Broadcaster Anne Diamond and singer Charlotte Church also gave evidence. Diamond claimed she had been targeted by Rupert Murdoch after telling him his newspapers “seem intent on ruining people’s lives.” She described a phone call she received from a News of the World reporter after a visit to a Harley Street clinic. “He said, ‘we know you’re pregnant, confirm or deny’,” Diamond said. Out of fear of miscarrying, Diamond denied she was pregnant, but said the paper called her a “liar” when her pregnancy was eventually revealed. She added that a Sun reporter posed as a doctor in the hospital where she gave birth.

She described the death of her son from cot death when he was four months old, and how, within an hour, a scrum of photographers were outside her home. Diamond added that she and her husband had “begged” Fleet Street editors to stay away from the funeral, but the couple were long-lensed by a photographer there. A photo of them carrying their son’s coffin then on the front pages of the Sun. Diamond revealed that the paper had told her and her husband they had the photo and would print it with or without the couple’s permission; claiming their image would be tarnished if they refused to co-operate with the tabloid’s cot death campaign.

When asked by the Inquiry counsel why she credited the paper with raising funds for a cot death campaign in an article earlier this year, Diamond said: “the Sun was a very large circulation tabloid paper, and we were able to use it as a force for good.”

She also upheld regulation of broadcasting as proof that solid, investigative journalism can thrive. “I wish we could achieve same in the press,” she said.

Church, meanwhile, recalled having to “suffer the indignity” photographers trying to take photos up her skirt and down her top; she described a News of the World story reporting her father’s affair as “horrific”; revealed that the paper printed details of where she lived despite having previously published a threat of plots to kidnap her.

The Sun revealed she was pregnant before her family knew, Church told the Inquiry. She said she suspected a voicemail from her doctor had been hacked by the paper. “Only my doctor and partner knew,” she said.

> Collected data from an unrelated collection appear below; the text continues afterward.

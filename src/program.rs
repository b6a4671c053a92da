//! Compiled programs
//!
//! A [`Program`] is the immutable result of compiling source text: the
//! validated statement list, the hoisted function table, and the
//! declared execution contract (input names, external function names).
//! It owns no per-run state, so one program can back any number of
//! concurrent executions.

use serde::{Deserialize, Serialize};
use tracing::debug;

use crate::error::{CompileError, FormatError, UsageError};
use crate::executor::types::{FunctionDef, Stmt};
use crate::executor::{run_to_exit, StepExit, Vm};
use crate::parser;
use crate::persist::{self, ArtifactKind};
use crate::snapshot::{advance, Progress};
use crate::value::{ExcKind, ExceptionValue, Value};

/// Immutable compiled form of one script.
#[derive(Debug, Clone, PartialEq, Serialize, Deserialize)]
pub struct Program {
    script_name: String,
    input_names: Vec<String>,
    external_functions: Vec<String>,
    body: Vec<Stmt>,
    functions: Vec<FunctionDef>,
}

impl Program {
    /// Compile source text into a program.
    ///
    /// `input_names` fixes the positional binding contract for
    /// [`Program::start`]; `external_functions` declares the names
    /// (including dotted names) whose calls suspend to the host.
    pub fn compile(
        source: &str,
        script_name: &str,
        input_names: Vec<String>,
        external_functions: Vec<String>,
    ) -> Result<Self, CompileError> {
        check_distinct(&input_names, "input")?;
        check_distinct(&external_functions, "external function")?;

        let (mut body, functions) = parser::parse_program(source)?;
        parser::validator::validate(&body, &functions, &input_names, &external_functions)?;

        // The final top-level expression statement is the program result.
        if let Some(Stmt::Expr { keep, .. }) = body.last_mut() {
            *keep = true;
        }

        debug!(
            script = %script_name,
            statements = body.len(),
            functions = functions.len(),
            "compiled program"
        );
        Ok(Program {
            script_name: script_name.to_owned(),
            input_names,
            external_functions,
            body,
            functions,
        })
    }

    /* ----- accessors ----- */

    pub fn script_name(&self) -> &str {
        &self.script_name
    }

    pub fn input_names(&self) -> &[String] {
        &self.input_names
    }

    pub fn external_functions(&self) -> &[String] {
        &self.external_functions
    }

    pub(crate) fn body(&self) -> &[Stmt] {
        &self.body
    }

    pub(crate) fn function(&self, index: usize) -> &FunctionDef {
        &self.functions[index]
    }

    pub(crate) fn function_index(&self, name: &str) -> Option<usize> {
        self.functions.iter().position(|f| f.name == name)
    }

    pub(crate) fn has_external(&self, name: &str) -> bool {
        self.external_functions.iter().any(|ext| ext == name)
    }

    /* ----- persistence ----- */

    /// Serialize to the versioned binary form.
    pub fn dump(&self) -> Vec<u8> {
        persist::encode(ArtifactKind::Program, self)
    }

    /// Reconstruct a program serialized with [`Program::dump`].
    pub fn load(bytes: &[u8]) -> Result<Self, FormatError> {
        persist::decode(ArtifactKind::Program, bytes)
    }

    /* ----- execution ----- */

    /// Begin a fresh execution with inputs bound positionally to the
    /// declared input names. Runs until the first boundary or completion.
    pub fn start(&self, inputs: Vec<Value>) -> Result<Progress, UsageError> {
        self.check_inputs(&inputs)?;
        debug!(script = %self.script_name, "starting execution");
        let vm = Vm::new(self, inputs);
        Ok(advance(self.clone(), vm))
    }

    /// Run to completion without suspension support. Any boundary —
    /// external call, OS call, pending futures — is reported as a
    /// runtime exception, as is an unhandled in-program exception.
    pub fn run(&self, inputs: Vec<Value>) -> Result<Value, ExceptionValue> {
        self.check_inputs(&inputs)
            .map_err(|err| ExceptionValue::new(ExcKind::RuntimeError, err.to_string()))?;
        let mut vm = Vm::new(self, inputs);
        match run_to_exit(&mut vm, self) {
            StepExit::Complete(Value::Exception(exc)) => Err(*exc),
            StepExit::Complete(value) => Ok(value),
            StepExit::External { name, .. } => Err(ExceptionValue::new(
                ExcKind::RuntimeError,
                format!("external function {name:?} is not available in direct execution"),
            )),
            StepExit::Os { function, .. } => Err(ExceptionValue::new(
                ExcKind::RuntimeError,
                format!("os function {function}() is not available in direct execution"),
            )),
            StepExit::Futures(_) => Err(ExceptionValue::new(
                ExcKind::RuntimeError,
                "pending futures are not supported in direct execution",
            )),
        }
    }

    fn check_inputs(&self, inputs: &[Value]) -> Result<(), UsageError> {
        if inputs.len() != self.input_names.len() {
            return Err(UsageError::InputArity {
                expected: self.input_names.len(),
                provided: inputs.len(),
            });
        }
        for value in inputs {
            if value.contains_opaque() {
                return Err(UsageError::InvalidInput(format!(
                    "{} cannot cross into a program",
                    value.repr()
                )));
            }
        }
        Ok(())
    }
}

fn check_distinct(names: &[String], what: &str) -> Result<(), CompileError> {
    for (i, name) in names.iter().enumerate() {
        if names[..i].contains(name) {
            return Err(CompileError::name(
                format!("duplicate {what} name {name:?}"),
                None,
            ));
        }
    }
    Ok(())
}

Church also claimed that, aged 13, she was offered either “good press” or £100,000 to sing at Rupert Murdoch’s wedding to Wendi Deng. While Church and her mother were keen on the payment, the singer’s management advised she waive the fee. Church was told Murdoch was “a very, very powerful man and [I] could certainly do with a favour of this magnitude.”

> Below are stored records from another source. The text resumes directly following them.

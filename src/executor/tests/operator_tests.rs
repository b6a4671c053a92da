//! Operator semantics: numeric tower, comparisons, logic, membership

use num_bigint::BigInt;
use pretty_assertions::assert_eq;

use super::helpers::{compile, expect_exception, run, str_value};
use crate::value::{ExcKind, Value};

#[test]
fn integer_arithmetic() {
    assert_eq!(run("2 + 3 * 4"), Value::Int(14));
    assert_eq!(run("(2 + 3) * 4"), Value::Int(20));
    assert_eq!(run("7 % 3"), Value::Int(1));
    assert_eq!(run("-7 % 3"), Value::Int(2));
    assert_eq!(run("7 % -3"), Value::Int(-2));
}

#[test]
fn division_always_yields_float() {
    assert_eq!(run("7 / 2"), Value::Float(3.5));
    assert_eq!(run("4 / 2"), Value::Float(2.0));
}

#[test]
fn mixed_numeric_arithmetic() {
    assert_eq!(run("1 + 2.5"), Value::Float(3.5));
    assert_eq!(run("2.0 * 3"), Value::Float(6.0));
}

#[test]
fn integer_overflow_promotes_to_bigint() {
    let result = run("9223372036854775807 + 1");
    assert_eq!(
        result,
        Value::BigInt("9223372036854775808".parse::<BigInt>().unwrap())
    );
    // And falls back to a fixed-width integer when it fits again.
    let back = run("9223372036854775807 + 1 - 1");
    assert_eq!(back, Value::Int(i64::MAX));
}

#[test]
fn bigint_literals() {
    assert_eq!(
        run("123456789012345678901234567890 + 1"),
        Value::BigInt("123456789012345678901234567891".parse::<BigInt>().unwrap())
    );
}

#[test]
fn string_and_sequence_concatenation() {
    assert_eq!(run("\"ab\" + \"cd\""), str_value("abcd"));
    assert_eq!(
        run("[1] + [2]"),
        Value::List(vec![Value::Int(1), Value::Int(2)])
    );
    assert_eq!(run("\"ab\" * 3"), str_value("ababab"));
    assert_eq!(
        run("[0] * 2"),
        Value::List(vec![Value::Int(0), Value::Int(0)])
    );
}

#[test]
fn comparisons() {
    assert_eq!(run("1 < 2"), Value::Bool(true));
    assert_eq!(run("2 <= 2"), Value::Bool(true));
    assert_eq!(run("1 == 1.0"), Value::Bool(true));
    assert_eq!(run("1 != 2"), Value::Bool(true));
    assert_eq!(run("\"abc\" < \"abd\""), Value::Bool(true));
    assert_eq!(run("[1, 2] < [1, 3]"), Value::Bool(true));
}

#[test]
fn logic_operators_short_circuit_to_operand() {
    assert_eq!(run("true && 5"), Value::Int(5));
    assert_eq!(run("false && 5"), Value::Bool(false));
    assert_eq!(run("0 || \"fallback\""), str_value("fallback"));
    assert_eq!(run("3 || 5"), Value::Int(3));
}

#[test]
fn short_circuit_skips_right_side_effects() {
    // The right side would raise; short-circuiting must not reach it.
    let source = r#"
        let d = {}
        false && d["missing"]
    "#;
    assert_eq!(run(source), Value::Bool(false));
}

#[test]
fn membership() {
    assert_eq!(run("2 in [1, 2, 3]"), Value::Bool(true));
    assert_eq!(run("\"ell\" in \"hello\""), Value::Bool(true));
    assert_eq!(run("\"a\" in {\"a\": 1}"), Value::Bool(true));
    assert_eq!(run("4 in {1, 2}"), Value::Bool(false));
}

#[test]
fn unary_operators() {
    assert_eq!(run("-(3)"), Value::Int(-3));
    assert_eq!(run("!0"), Value::Bool(true));
    assert_eq!(run("!\"x\""), Value::Bool(false));
}

#[test]
fn division_by_zero_raises() {
    let progress = compile("1 / 0").start(vec![]).unwrap();
    let (kind, _) = expect_exception(progress);
    assert_eq!(kind, ExcKind::ZeroDivisionError);
}

#[test]
fn type_mismatch_raises() {
    let progress = compile("1 + \"x\"").start(vec![]).unwrap();
    let (kind, message) = expect_exception(progress);
    assert_eq!(kind, ExcKind::TypeError);
    assert!(message.contains("int"), "message was {message:?}");
    assert!(message.contains("str"), "message was {message:?}");
}

#[test]
fn unordered_comparison_raises() {
    let progress = compile("1 < \"x\"").start(vec![]).unwrap();
    let (kind, _) = expect_exception(progress);
    assert_eq!(kind, ExcKind::TypeError);
}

News Corporation, meanwhile, has denied the allegations and said that Church’s performance was a surprise to Murdoch.

The finger was also pointed at the police today, with former army intelligence officer Ian Hurst accusing the Metropolitan police of “corruption” and had covered up journalistic misdeeds.

Hurst was informed by BBC’s Panorama programme this year that his computer had been hacked by the News of the World, and was shown transcripts of his own emails that were sent to the Dublin office of paper in July 2006. Hurst was told that the paper hired a private detective who employed a “specialist hacker”, known as Mr X, to access his computer. Hurst revealed that, through sending a bogus email in 2006, Mr X had infected the Hurst family’s computer with a Trojan programme that could allow him to access Hurst’s messages and other documents.

Mr Hurst added that documents seized in 2007 by the police showed the security on his computer had been compromised and information had been obtained. However, he added, the authorities chose not to act. Hurst was only told by the Metropolitan police about the hacking this year. The Metropolitan police, he said, had “let society down”.

Jane Winter, director of human rights organisation British Irish Rights Watch, also told the Inquiry today that Hurst had told her earlier this year that “confidential” and sensitive” emails between them had been accessed illegally.

The hearing continues tomorrow, with evidence from Guardian journalist Nick Davies, former News of the World reporter Paul McMullen, and ex-tabloid reporter Richard Peppiatt.